┌──

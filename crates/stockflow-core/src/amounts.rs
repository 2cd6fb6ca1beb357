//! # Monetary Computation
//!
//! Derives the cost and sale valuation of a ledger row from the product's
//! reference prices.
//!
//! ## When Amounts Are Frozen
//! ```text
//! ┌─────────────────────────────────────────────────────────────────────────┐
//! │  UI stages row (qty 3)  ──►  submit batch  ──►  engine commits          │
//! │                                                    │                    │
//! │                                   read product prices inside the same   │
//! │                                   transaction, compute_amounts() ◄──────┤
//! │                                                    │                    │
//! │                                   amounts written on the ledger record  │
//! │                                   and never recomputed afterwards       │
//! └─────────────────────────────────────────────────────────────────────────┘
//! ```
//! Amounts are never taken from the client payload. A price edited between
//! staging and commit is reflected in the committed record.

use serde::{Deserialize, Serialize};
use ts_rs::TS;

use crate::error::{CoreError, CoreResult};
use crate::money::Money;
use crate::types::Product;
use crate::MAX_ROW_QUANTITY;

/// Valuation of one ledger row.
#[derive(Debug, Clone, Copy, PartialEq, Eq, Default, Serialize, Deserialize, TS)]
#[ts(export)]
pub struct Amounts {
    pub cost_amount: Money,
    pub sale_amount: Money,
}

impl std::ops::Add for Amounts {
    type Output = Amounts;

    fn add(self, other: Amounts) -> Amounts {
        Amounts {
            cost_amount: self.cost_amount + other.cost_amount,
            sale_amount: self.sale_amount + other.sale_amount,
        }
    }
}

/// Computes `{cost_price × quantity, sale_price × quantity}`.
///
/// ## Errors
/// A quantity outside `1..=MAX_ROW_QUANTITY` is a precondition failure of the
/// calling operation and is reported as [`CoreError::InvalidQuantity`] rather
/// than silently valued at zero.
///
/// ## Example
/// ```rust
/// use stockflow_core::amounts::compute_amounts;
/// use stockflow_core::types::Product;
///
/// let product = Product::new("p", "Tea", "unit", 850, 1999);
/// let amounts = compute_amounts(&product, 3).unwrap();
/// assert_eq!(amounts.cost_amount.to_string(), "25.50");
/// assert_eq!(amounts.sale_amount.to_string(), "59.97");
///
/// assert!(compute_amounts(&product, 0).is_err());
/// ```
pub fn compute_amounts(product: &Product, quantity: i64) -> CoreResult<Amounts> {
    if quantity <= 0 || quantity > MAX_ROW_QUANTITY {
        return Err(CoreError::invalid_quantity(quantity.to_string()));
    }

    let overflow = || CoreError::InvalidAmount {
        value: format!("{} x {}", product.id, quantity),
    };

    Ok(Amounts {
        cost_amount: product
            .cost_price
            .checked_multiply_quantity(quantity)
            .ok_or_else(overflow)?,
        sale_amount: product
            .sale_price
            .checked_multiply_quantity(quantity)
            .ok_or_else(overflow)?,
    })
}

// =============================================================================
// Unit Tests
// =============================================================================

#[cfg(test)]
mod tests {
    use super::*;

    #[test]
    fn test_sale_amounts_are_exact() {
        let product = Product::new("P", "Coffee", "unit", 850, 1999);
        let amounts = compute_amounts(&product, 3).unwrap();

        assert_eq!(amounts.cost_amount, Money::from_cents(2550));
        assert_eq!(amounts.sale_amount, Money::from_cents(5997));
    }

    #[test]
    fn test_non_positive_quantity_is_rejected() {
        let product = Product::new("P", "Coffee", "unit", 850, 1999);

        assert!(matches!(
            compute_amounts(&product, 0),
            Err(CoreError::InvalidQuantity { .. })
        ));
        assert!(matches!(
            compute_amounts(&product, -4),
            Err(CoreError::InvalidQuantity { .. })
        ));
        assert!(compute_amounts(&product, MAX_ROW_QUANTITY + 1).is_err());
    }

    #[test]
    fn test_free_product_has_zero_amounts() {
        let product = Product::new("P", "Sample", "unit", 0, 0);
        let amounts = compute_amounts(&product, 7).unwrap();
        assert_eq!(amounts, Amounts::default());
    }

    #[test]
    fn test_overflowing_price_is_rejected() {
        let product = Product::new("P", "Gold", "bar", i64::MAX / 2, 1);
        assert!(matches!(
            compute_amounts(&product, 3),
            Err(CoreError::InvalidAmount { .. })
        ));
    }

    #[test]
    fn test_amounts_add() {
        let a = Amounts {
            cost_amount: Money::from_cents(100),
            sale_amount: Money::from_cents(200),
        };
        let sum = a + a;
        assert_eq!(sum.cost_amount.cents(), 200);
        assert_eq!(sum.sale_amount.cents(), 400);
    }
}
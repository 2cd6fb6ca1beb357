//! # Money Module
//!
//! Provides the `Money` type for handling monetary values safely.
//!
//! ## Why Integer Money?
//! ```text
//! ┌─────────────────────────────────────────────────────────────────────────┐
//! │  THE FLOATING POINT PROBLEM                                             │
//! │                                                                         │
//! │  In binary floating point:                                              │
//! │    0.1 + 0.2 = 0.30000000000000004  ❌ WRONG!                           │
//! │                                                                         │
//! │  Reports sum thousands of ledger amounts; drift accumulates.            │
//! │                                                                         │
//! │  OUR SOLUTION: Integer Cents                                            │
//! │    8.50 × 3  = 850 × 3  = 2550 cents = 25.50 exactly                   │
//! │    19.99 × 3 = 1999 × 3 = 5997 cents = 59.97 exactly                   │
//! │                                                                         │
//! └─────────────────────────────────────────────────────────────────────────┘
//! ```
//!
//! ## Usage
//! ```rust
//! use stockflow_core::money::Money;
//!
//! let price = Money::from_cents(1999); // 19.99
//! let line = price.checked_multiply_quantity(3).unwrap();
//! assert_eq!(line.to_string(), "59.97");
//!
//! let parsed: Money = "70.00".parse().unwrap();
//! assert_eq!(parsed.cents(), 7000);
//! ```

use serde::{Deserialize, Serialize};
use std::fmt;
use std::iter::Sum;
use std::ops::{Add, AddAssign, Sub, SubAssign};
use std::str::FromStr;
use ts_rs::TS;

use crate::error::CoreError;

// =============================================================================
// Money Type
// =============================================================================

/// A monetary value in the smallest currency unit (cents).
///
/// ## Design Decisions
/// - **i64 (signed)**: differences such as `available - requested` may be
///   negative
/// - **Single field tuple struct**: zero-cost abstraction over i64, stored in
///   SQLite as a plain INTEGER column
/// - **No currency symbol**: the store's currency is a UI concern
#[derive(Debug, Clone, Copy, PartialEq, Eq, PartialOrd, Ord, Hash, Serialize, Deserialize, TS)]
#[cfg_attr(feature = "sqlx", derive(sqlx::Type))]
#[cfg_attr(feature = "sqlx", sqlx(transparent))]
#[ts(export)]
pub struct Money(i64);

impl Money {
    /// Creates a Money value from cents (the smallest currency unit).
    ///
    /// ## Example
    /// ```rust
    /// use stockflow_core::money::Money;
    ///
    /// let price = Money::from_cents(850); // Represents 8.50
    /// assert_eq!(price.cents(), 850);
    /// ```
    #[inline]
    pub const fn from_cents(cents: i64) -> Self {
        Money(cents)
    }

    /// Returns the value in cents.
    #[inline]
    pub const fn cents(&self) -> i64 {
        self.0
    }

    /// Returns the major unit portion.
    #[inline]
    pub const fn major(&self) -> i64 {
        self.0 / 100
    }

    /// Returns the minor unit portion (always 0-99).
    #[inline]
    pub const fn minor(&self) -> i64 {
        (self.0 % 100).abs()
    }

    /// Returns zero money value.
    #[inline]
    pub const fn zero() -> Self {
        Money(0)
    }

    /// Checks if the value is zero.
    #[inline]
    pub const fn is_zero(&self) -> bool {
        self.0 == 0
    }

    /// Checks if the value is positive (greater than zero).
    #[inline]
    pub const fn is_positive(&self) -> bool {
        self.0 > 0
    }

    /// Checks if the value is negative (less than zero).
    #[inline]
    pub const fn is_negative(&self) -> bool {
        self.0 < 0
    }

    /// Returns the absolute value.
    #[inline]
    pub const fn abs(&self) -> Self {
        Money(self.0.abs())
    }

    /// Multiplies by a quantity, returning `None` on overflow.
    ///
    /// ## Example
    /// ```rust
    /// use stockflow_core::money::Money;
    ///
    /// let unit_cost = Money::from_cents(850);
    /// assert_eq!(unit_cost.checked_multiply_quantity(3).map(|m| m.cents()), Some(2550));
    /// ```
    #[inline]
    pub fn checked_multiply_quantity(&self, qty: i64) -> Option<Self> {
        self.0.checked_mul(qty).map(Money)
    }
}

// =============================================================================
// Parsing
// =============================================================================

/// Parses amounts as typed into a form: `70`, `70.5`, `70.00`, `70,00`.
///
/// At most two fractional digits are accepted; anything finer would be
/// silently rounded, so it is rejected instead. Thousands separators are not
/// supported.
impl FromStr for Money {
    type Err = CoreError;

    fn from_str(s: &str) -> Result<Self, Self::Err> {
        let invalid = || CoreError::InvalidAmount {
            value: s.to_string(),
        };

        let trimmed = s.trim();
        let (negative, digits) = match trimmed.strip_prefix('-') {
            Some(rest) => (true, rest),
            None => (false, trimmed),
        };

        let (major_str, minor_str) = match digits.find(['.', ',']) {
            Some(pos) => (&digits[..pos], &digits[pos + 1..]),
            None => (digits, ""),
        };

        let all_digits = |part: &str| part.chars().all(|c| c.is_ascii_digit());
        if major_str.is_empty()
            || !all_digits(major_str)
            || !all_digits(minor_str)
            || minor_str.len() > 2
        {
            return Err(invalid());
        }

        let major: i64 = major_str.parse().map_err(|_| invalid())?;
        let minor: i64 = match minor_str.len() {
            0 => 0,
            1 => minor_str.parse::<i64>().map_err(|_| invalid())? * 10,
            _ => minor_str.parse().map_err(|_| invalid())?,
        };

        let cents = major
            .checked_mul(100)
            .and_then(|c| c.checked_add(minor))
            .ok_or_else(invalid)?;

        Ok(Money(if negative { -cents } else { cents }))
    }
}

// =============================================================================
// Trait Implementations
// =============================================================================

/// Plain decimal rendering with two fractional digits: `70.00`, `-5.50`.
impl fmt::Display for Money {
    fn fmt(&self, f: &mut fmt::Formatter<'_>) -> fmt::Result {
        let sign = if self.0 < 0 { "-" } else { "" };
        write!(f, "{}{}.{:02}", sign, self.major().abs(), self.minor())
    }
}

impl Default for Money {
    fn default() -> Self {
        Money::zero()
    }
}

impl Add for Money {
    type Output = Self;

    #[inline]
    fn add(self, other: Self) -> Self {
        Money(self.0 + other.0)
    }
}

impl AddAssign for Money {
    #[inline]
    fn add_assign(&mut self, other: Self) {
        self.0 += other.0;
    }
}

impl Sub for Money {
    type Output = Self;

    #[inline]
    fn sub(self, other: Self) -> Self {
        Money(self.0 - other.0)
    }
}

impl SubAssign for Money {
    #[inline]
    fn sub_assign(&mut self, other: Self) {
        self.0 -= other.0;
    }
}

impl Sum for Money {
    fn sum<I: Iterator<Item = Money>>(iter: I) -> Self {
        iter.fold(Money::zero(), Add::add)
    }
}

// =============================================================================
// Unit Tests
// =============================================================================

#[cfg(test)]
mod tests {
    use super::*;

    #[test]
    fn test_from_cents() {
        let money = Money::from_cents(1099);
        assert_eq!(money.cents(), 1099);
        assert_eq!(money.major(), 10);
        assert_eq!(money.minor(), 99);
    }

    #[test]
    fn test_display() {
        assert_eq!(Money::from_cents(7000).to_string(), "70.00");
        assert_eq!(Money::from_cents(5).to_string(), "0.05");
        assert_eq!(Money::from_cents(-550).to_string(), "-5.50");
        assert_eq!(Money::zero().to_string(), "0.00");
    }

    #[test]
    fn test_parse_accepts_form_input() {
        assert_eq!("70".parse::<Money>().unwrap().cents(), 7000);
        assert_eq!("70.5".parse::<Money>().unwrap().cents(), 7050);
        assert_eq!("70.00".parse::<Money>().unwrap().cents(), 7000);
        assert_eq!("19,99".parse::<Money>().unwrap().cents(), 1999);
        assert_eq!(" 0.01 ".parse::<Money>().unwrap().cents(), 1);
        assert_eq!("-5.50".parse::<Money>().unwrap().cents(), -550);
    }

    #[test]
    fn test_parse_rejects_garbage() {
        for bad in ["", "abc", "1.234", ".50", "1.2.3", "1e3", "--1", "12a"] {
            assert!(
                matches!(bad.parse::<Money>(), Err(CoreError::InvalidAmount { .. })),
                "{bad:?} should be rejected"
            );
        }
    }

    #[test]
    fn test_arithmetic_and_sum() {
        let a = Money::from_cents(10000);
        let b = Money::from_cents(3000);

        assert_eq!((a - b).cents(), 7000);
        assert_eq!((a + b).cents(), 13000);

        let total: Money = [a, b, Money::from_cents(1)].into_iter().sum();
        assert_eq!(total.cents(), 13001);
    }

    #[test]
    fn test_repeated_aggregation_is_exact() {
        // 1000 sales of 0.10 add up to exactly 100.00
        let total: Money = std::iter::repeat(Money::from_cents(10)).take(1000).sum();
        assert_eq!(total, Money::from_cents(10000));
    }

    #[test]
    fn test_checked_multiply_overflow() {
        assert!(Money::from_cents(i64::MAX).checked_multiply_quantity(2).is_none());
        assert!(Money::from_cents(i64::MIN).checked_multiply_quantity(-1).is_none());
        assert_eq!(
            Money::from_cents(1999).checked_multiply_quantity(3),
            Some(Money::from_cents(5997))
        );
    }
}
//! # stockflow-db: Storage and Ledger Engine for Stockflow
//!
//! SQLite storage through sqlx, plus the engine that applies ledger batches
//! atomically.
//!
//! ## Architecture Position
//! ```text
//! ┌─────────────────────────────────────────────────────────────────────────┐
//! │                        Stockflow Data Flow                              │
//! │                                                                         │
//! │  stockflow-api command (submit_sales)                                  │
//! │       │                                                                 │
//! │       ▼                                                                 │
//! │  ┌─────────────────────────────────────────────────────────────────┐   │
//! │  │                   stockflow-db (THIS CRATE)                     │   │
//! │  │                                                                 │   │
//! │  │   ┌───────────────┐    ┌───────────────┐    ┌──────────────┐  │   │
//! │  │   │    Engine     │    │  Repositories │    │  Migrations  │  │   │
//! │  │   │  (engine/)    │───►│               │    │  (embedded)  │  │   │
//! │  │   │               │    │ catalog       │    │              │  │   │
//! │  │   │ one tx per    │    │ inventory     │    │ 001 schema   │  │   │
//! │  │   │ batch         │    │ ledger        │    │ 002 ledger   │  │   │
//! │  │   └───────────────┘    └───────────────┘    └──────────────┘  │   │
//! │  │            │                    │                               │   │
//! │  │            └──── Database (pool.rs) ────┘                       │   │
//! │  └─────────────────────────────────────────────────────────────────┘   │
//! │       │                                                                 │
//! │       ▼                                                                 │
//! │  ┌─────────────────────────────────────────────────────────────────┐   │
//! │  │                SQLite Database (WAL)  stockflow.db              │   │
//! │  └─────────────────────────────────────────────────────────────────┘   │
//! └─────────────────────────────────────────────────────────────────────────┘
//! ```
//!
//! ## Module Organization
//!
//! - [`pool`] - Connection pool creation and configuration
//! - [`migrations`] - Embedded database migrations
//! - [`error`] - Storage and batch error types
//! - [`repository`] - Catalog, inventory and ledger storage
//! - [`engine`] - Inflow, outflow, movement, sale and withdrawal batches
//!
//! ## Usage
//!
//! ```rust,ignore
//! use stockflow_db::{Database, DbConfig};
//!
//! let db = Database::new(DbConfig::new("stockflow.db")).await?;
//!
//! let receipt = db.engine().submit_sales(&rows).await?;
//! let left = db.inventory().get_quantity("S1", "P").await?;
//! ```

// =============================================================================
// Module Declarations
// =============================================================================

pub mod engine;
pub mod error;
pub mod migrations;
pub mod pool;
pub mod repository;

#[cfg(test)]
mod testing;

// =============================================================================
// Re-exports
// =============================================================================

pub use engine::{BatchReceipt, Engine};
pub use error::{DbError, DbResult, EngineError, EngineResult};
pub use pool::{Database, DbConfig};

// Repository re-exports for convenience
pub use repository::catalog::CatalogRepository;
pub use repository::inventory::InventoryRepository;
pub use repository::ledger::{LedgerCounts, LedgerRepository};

└──

From the start of the data to the line that holds "the committed record.", retype each line exactly, with both ends included.

filename crates/stockflow-core/src/amounts.rs
repository 2cd6fb6ca1beb357
//! # Monetary Computation
//!
//! Derives the cost and sale valuation of a ledger row from the product's
//! reference prices.
//!
//! ## When Amounts Are Frozen
//! ```text
//! ┌─────────────────────────────────────────────────────────────────────────┐
//! │  UI stages row (qty 3)  ──►  submit batch  ──►  engine commits          │
//! │                                                    │                    │
//! │                                   read product prices inside the same   │
//! │                                   transaction, compute_amounts() ◄──────┤
//! │                                                    │                    │
//! │                                   amounts written on the ledger record  │
//! │                                   and never recomputed afterwards       │
//! └─────────────────────────────────────────────────────────────────────────┘
//! ```
//! Amounts are never taken from the client payload. A price edited between
//! staging and commit is reflected in the committed record.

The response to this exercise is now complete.